(SYDNEY, Saturday 15 June 2019) A deliberate release of smallpox in a big city is a nightmare public health scenario, but new research by the Kirby Institute at UNSW Sydney published today in PLOS One suggests that the worst can be avoided through comprehensive health system planning.
According to the research, a smallpox attack in Sydney could require up to 100% of hospital beds with an epidemic lasting up to 300 days, if the health system response is not planned, rapid and coordinated.
The researchers used mathematical modelling to predict the impact of a smallpox attack on Sydney’s health system. This is the first study globally to estimate health system requirements for smallpox deliberate release. Smallpox was eradicated in 1980 but has become a renewed security concern since a close relative of smallpox was created in a lab in 2017.

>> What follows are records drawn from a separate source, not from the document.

//! Stats Collector (Component I).
//!
//! Every [`STATS_INTERVAL`] while a session is active, aggregates RTT
//! (from the succeeded candidate pair), inbound audio packet loss ratio,
//! and inbound audio jitter across every peer, exposing the means. The
//! teacher has no stats surface at all (single peer connection, no
//! telemetry); this is new, built the way the rest of this crate talks to
//! `webrtc::peer_connection::RTCPeerConnection` — a plain polling loop
//! shaped like `audio/keepalive.rs`'s.
//!
//! Note: `RTCPeerConnection::get_stats`'s exact report shape is read
//! best-effort here (no compiler available in this environment to confirm
//! field names against the pinned `webrtc` version) — same caveat as
//! `media/camera.rs`'s use of `remove_track`.

use std::sync::atomic::{AtomicU64, Ordering};
use std::sync::Arc;

use tokio::sync::watch;
use tracing::debug;
use webrtc::ice_transport::ice_candidate_pair::RTCIceCandidatePairState;
use webrtc::stats::StatsReportType;

use crate::consts::STATS_INTERVAL;
use crate::peer::PeerRegistry;

/// Aggregate, mean-of-peers snapshot. All fields are `0.0` when no peer
/// reports a given stat (e.g. no audio yet, or no succeeded candidate pair).
#[derive(Debug, Clone, Copy, Default, serde::Serialize)]
pub struct StatsSnapshot {
    pub mean_rtt_ms: f64,
    pub mean_inbound_audio_loss_ratio: f64,
    pub mean_inbound_audio_jitter_ms: f64,
    pub peer_count: usize,
}

struct AtomicSnapshot {
    rtt_ms_bits: AtomicU64,
    loss_ratio_bits: AtomicU64,
    jitter_ms_bits: AtomicU64,
    peer_count: AtomicU64,
}

impl Default for AtomicSnapshot {
    fn default() -> Self {
        Self {
            rtt_ms_bits: AtomicU64::new(0),
            loss_ratio_bits: AtomicU64::new(0),
            jitter_ms_bits: AtomicU64::new(0),
            peer_count: AtomicU64::new(0),
        }
    }
}

pub struct StatsCollector {
    registry: Arc<PeerRegistry>,
    snapshot: Arc<AtomicSnapshot>,
    shutdown_tx: watch::Sender<bool>,
}

impl StatsCollector {
    pub fn start(registry: Arc<PeerRegistry>) -> Self {
        let snapshot = Arc::new(AtomicSnapshot::default());
        let (shutdown_tx, mut shutdown_rx) = watch::channel(false);

        let registry_clone = registry.clone();
        let snapshot_clone = snapshot.clone();
        tokio::spawn(async move {
            let mut interval = tokio::time::interval(STATS_INTERVAL);
            loop {
                tokio::select! {
                    _ = interval.tick() => {
                        poll_once(&registry_clone, &snapshot_clone).await;
                    }
                    _ = shutdown_rx.changed() => {
                        if *shutdown_rx.borrow() {
                            break;
                        }
                    }
                }
            }
        });

        Self { registry, snapshot, shutdown_tx }
    }

    pub fn snapshot(&self) -> StatsSnapshot {
        StatsSnapshot {
            mean_rtt_ms: f64::from_bits(self.snapshot.rtt_ms_bits.load(Ordering::Relaxed)),
            mean_inbound_audio_loss_ratio: f64::from_bits(self.snapshot.loss_ratio_bits.load(Ordering::Relaxed)),
            mean_inbound_audio_jitter_ms: f64::from_bits(self.snapshot.jitter_ms_bits.load(Ordering::Relaxed)),
            peer_count: self.snapshot.peer_count.load(Ordering::Relaxed) as usize,
        }
    }

    pub fn stop(&self) {
        let _ = self.shutdown_tx.send(true);
    }
}

async fn poll_once(registry: &Arc<PeerRegistry>, snapshot: &Arc<AtomicSnapshot>) {
    let peers = registry.all().await;
    if peers.is_empty() {
        snapshot.peer_count.store(0, Ordering::Relaxed);
        return;
    }

    let mut rtts = Vec::new();
    let mut loss_ratios = Vec::new();
    let mut jitters = Vec::new();

    for peer in &peers {
        let report = peer.pc.get_stats().await;
        for entry in report.reports.values() {
            match entry {
                StatsReportType::CandidatePair(pair) if pair.state == RTCIceCandidatePairState::Succeeded => {
                    rtts.push(pair.current_round_trip_time * 1000.0);
                }
                StatsReportType::InboundRTP(inbound) if inbound.kind == "audio" => {
                    let received = inbound.packets_received as f64;
                    let lost = inbound.packets_lost as f64;
                    if received + lost > 0.0 {
                        loss_ratios.push(lost / (received + lost));
                    }
                    jitters.push(inbound.jitter * 1000.0);
                }
                _ => {}
            }
        }
    }

    snapshot.rtt_ms_bits.store(mean(&rtts).to_bits(), Ordering::Relaxed);
    snapshot
        .loss_ratio_bits
        .store(mean(&loss_ratios).to_bits(), Ordering::Relaxed);
    snapshot.jitter_ms_bits.store(mean(&jitters).to_bits(), Ordering::Relaxed);
    snapshot.peer_count.store(peers.len() as u64, Ordering::Relaxed);

    debug!(
        peers = peers.len(),
        rtt_ms = mean(&rtts),
        loss = mean(&loss_ratios),
        jitter_ms = mean(&jitters),
        "stats snapshot updated"
    );
}

fn mean(values: &[f64]) -> f64 {
    if values.is_empty() {
        return 0.0;
    }
    values.iter().sum::<f64>() / values.len() as f64
}
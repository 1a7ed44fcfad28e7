//! Audio keep-alive loop (§4.C).
//!
//! The browser original resumes a suspended `AudioContext` and replays
//! paused remote sinks every 5 s, because runtimes throttle background
//! tabs. `cpal` streams on desktop are not throttled the same way, but the
//! OS can still pause a stream when a device is unplugged/replugged or the
//! process loses audio focus; this loop periodically asks the audio handle
//! to resume itself, which is a no-op when everything is already healthy.

use std::sync::Arc;

use tokio::sync::watch;
use tracing::debug;

use crate::consts::AUDIO_KEEPALIVE_INTERVAL;

use super::handle::AudioHandle;

/// Spawn the keep-alive loop. Stops when `shutdown_rx` reports `true`.
pub fn spawn(audio: Arc<tokio::sync::Mutex<AudioHandle>>, mut shutdown_rx: watch::Receiver<bool>) -> tokio::task::JoinHandle<()> {
    tokio::spawn(async move {
        let mut interval = tokio::time::interval(AUDIO_KEEPALIVE_INTERVAL);
        loop {
            tokio::select! {
                _ = interval.tick() => {
                    debug!("audio keep-alive tick");
                    audio.lock().await.resume_if_suspended().await;
                }
                _ = shutdown_rx.changed() => {
                    if *shutdown_rx.borrow() {
                        break;
                    }
                }
            }
        }
        debug!("audio keep-alive loop stopped");
    })
}
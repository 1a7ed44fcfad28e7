//! Offer/answer handling, including glare resolution.
//!
//! Grounded in `webrtc/mod.rs::handle_offer`, generalized from a single
//! server-offer handler into per-peer offer/answer/glare logic, per spec
//! §4.E.

use std::sync::Arc;

use webrtc::peer_connection::sdp::session_description::RTCSessionDescription;
use webrtc::peer_connection::signaling_state::RTCSignalingState;
use webrtc::track::track_local::TrackLocal;

use crate::media::LocalTrackSource;
use crate::peer::{PeerId, PeerRegistry};
use crate::signaling::candidates;
use crate::signaling::ice_recovery::{parse_offer, IceRecovery};
use crate::signaling::transport::{ClientEvent, SignalingTransport};

/// Deterministic glare tie-break: the user with the lexicographically
/// greater id is "impolite" (ignores the remote offer); the lesser is
/// "polite" (rolls back and accepts).
pub fn is_impolite(local_user_id: &str, remote_user_id: &str) -> bool {
    local_user_id > remote_user_id
}

pub struct OfferAnswerHandler {
    pub registry: Arc<PeerRegistry>,
    pub transport: Arc<dyn SignalingTransport>,
    pub local_tracks: Arc<dyn LocalTrackSource>,
    pub local_user_id: String,
    pub ice_recovery: Arc<IceRecovery>,
}

impl OfferAnswerHandler {
    /// Handle a remote offer for `peer_id`. Creates a new peer if none
    /// exists, resolves glare if one does and a local offer is pending,
    /// otherwise treats it as a renegotiation.
    pub async fn handle_offer(&self, peer_id: &PeerId, sdp: &str) {
        let existing = self.registry.get(peer_id).await;

        let is_closed = existing
            .as_ref()
            .map(|p| p.pc.connection_state() == webrtc::peer_connection::peer_connection_state::RTCPeerConnectionState::Closed)
            .unwrap_or(true);

        if existing.is_none() || is_closed {
            self.accept_offer_on_new_peer(peer_id, sdp).await;
            return;
        }

        let peer = existing.unwrap();

        if peer.pc.signaling_state() == RTCSignalingState::HaveLocalOffer {
            if is_impolite(&self.local_user_id, peer_id) {
                tracing::debug!(peer = %peer_id, "impolite: ignoring remote offer (glare)");
                return;
            }
            tracing::debug!(peer = %peer_id, "polite: rolling back local offer (glare)");
            let rollback = RTCSessionDescription {
                sdp_type: webrtc::peer_connection::sdp::sdp_type::RTCSdpType::Rollback,
                sdp: String::new(),
            };
            if let Err(e) = peer.pc.set_local_description(rollback).await {
                tracing::warn!(peer = %peer_id, error = %e, "rollback failed");
            }
        }

        self.renegotiate_with_offer(peer_id, sdp).await;
    }

    async fn accept_offer_on_new_peer(&self, peer_id: &PeerId, sdp: &str) {
        let mic = self.local_tracks.microphone_track().await;
        let Ok(peer) = self.registry.create_peer(peer_id.clone(), mic).await else {
            tracing::error!(peer = %peer_id, "failed to create peer for inbound offer");
            return;
        };

        if let Some(cam) = self.local_tracks.camera_track().await {
            let _ = self
                .transport
                .send(ClientEvent::SendSignal {
                    target_user_id: peer_id.clone(),
                    payload: serde_json::json!({
                        "type": "track-info",
                        "trackType": "camera",
                        "trackId": cam.id(),
                    }),
                })
                .await;
            if let Ok(sender) = peer
                .pc
                .add_track(cam.clone() as Arc<dyn TrackLocal + Send + Sync>)
                .await
            {
                *peer.camera_sender.write().await = Some(sender);
                *peer.camera_track.write().await = Some(cam);
            }
        }

        let transport = self.transport.clone();
        let pid = peer_id.clone();
        let sdp = sdp.to_string();
        peer.queue
            .enqueue(peer_id, || async move {
                let offer = parse_offer(&sdp)?;
                peer.pc
                    .set_remote_description(offer)
                    .await
                    .map_err(|e| e.to_string())?;
                candidates::drain(&peer).await;

                let answer = peer
                    .pc
                    .create_answer(None)
                    .await
                    .map_err(|e| e.to_string())?;
                peer.pc
                    .set_local_description(answer.clone())
                    .await
                    .map_err(|e| e.to_string())?;

                transport
                    .send(ClientEvent::SendSignal {
                        target_user_id: pid,
                        payload: serde_json::json!({"type": "answer", "sdp": answer.sdp}),
                    })
                    .await
                    .map_err(|e| e.to_string())
            })
            .await;
    }

    async fn renegotiate_with_offer(&self, peer_id: &PeerId, sdp: &str) {
        let Some(peer) = self.registry.get(peer_id).await else {
            return;
        };
        candidates::clear(&peer).await;

        let transport = self.transport.clone();
        let pid = peer_id.clone();
        let sdp_owned = sdp.to_string();
        let result = peer
            .queue
            .enqueue_returning(|| async {
                let offer = parse_offer(&sdp_owned)?;
                peer.pc
                    .set_remote_description(offer)
                    .await
                    .map_err(|e| e.to_string())?;
                candidates::drain(&peer).await;

                let answer = peer
                    .pc
                    .create_answer(None)
                    .await
                    .map_err(|e| e.to_string())?;
                peer.pc
                    .set_local_description(answer.clone())
                    .await
                    .map_err(|e| e.to_string())?;

                transport
                    .send(ClientEvent::SendSignal {
                        target_user_id: pid,
                        payload: serde_json::json!({"type": "answer", "sdp": answer.sdp}),
                    })
                    .await
                    .map_err(|e| e.to_string())
            })
            .await;

        if let Err(e) = result {
            tracing::warn!(peer = %peer_id, error = %e, "renegotiation failed, recreating peer");
            self.ice_recovery.nuclear_recreate(peer_id).await;
            self.accept_offer_on_new_peer(peer_id, sdp).await;
        }
    }

    /// Handle a remote answer. Ignored if the peer is not awaiting one
    /// (stale), per spec §4.E.
    pub async fn handle_answer(&self, peer_id: &PeerId, sdp: &str) {
        let Some(peer) = self.registry.get(peer_id).await else {
            return;
        };

        if peer.pc.signaling_state() != RTCSignalingState::HaveLocalOffer {
            tracing::debug!(peer = %peer_id, "ignoring stale answer");
            return;
        }

        let sdp_owned = sdp.to_string();
        peer.queue
            .enqueue(peer_id, || async move {
                let answer = crate::signaling::ice_recovery::parse_answer(&sdp_owned)?;
                peer.pc
                    .set_remote_description(answer)
                    .await
                    .map_err(|e| e.to_string())?;
                candidates::drain(&peer).await;
                Ok::<(), String>(())
            })
            .await;

        peer.mark_progress().await;
    }

    /// Create a peer and send the initial offer, used when joining a
    /// channel with existing participants or when a new user joins.
    pub async fn create_and_offer(&self, peer_id: &PeerId) {
        let mic = self.local_tracks.microphone_track().await;
        let Ok(peer) = self.registry.create_peer(peer_id.clone(), mic).await else {
            tracing::error!(peer = %peer_id, "failed to create peer");
            return;
        };

        if let Some(cam) = self.local_tracks.camera_track().await {
            let _ = self
                .transport
                .send(ClientEvent::SendSignal {
                    target_user_id: peer_id.clone(),
                    payload: serde_json::json!({
                        "type": "track-info",
                        "trackType": "camera",
                        "trackId": cam.id(),
                    }),
                })
                .await;
            if let Ok(sender) = peer
                .pc
                .add_track(cam.clone() as Arc<dyn TrackLocal + Send + Sync>)
                .await
            {
                *peer.camera_sender.write().await = Some(sender);
                *peer.camera_track.write().await = Some(cam);
            }
        }

        let transport = self.transport.clone();
        let pid = peer_id.clone();
        peer.queue
            .enqueue(peer_id, || async move {
                let offer = peer.pc.create_offer(None).await.map_err(|e| e.to_string())?;
                peer.pc
                    .set_local_description(offer.clone())
                    .await
                    .map_err(|e| e.to_string())?;
                transport
                    .send(ClientEvent::SendSignal {
                        target_user_id: pid,
                        payload: serde_json::json!({"type": "offer", "sdp": offer.sdp}),
                    })
                    .await
                    .map_err(|e| e.to_string())
            })
            .await;
    }
}

#[cfg(test)]
mod tests {
    use super::*;

    #[test]
    fn greater_id_is_impolite() {
        assert!(is_impolite("zzz", "aaa"));
        assert!(!is_impolite("aaa", "zzz"));
    }
}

“It is essential to plan for health system surge capacity, both human resources and physical space requirements, in order to minimise the impact of potential bioterrorism attacks,” says Professor Raina MacIntyre, who is head of the Biosecurity Program at the Kirby Institute at UNSW Sydney. “Whilst we already do this very well, our research pinpoints specific bottlenecks which can result in severe epidemic. These include lack of physical space and staffing to isolate cases of smallpox, staff to track and vaccinate their contacts, resources to protect healthcare workers and the ability to act very quickly.”
Sydney has a robust health system in place, with the authors estimating a workforce of over 100,000 clinical health care workers and almost 15,000 hospital beds. However, the study found that with each day of delay in a coordinated response, the ability to isolate infected patients and to track and vaccinate their contacts becomes more difficult and can significantly influence the size of the epidemic. While a small attack could require 4% of all hospital beds (more than the requirements for seasonal flu) for smallpox patients, a large attack will require more hospital beds than are available, within just 40 days, with corresponding surge requirements for clinical health care workers. This will impact the ability to treat other, urgent conditions such as heart attacks, if no overflow beds are planned. Surge will also be required for the public health workforce and nurse immunisers to track and vaccinate contacts of infectious cases, which is essential for stopping ongoing transmission.
“While infectious disease outbreaks are inherently unpredictable, there are many factors we can control and mitigate, to ensure epidemics are stopped rapidly,” says Professor MacIntyre. “Ideally, we would want to see a high-level public health response kick in within a week of the first smallpox diagnosis. Our model shows that if 95% of patients are isolated as soon as they become symptomatic, outbreak control could be achieved within 100 days and severe impacts on the health system can be avoided.”
The research was funded through the NHMRC Centre for Research Excellence for Integrated Systems for Epidemic Responses, and builds on work conducted for the Office of Health Protection, Department of Health, Australia.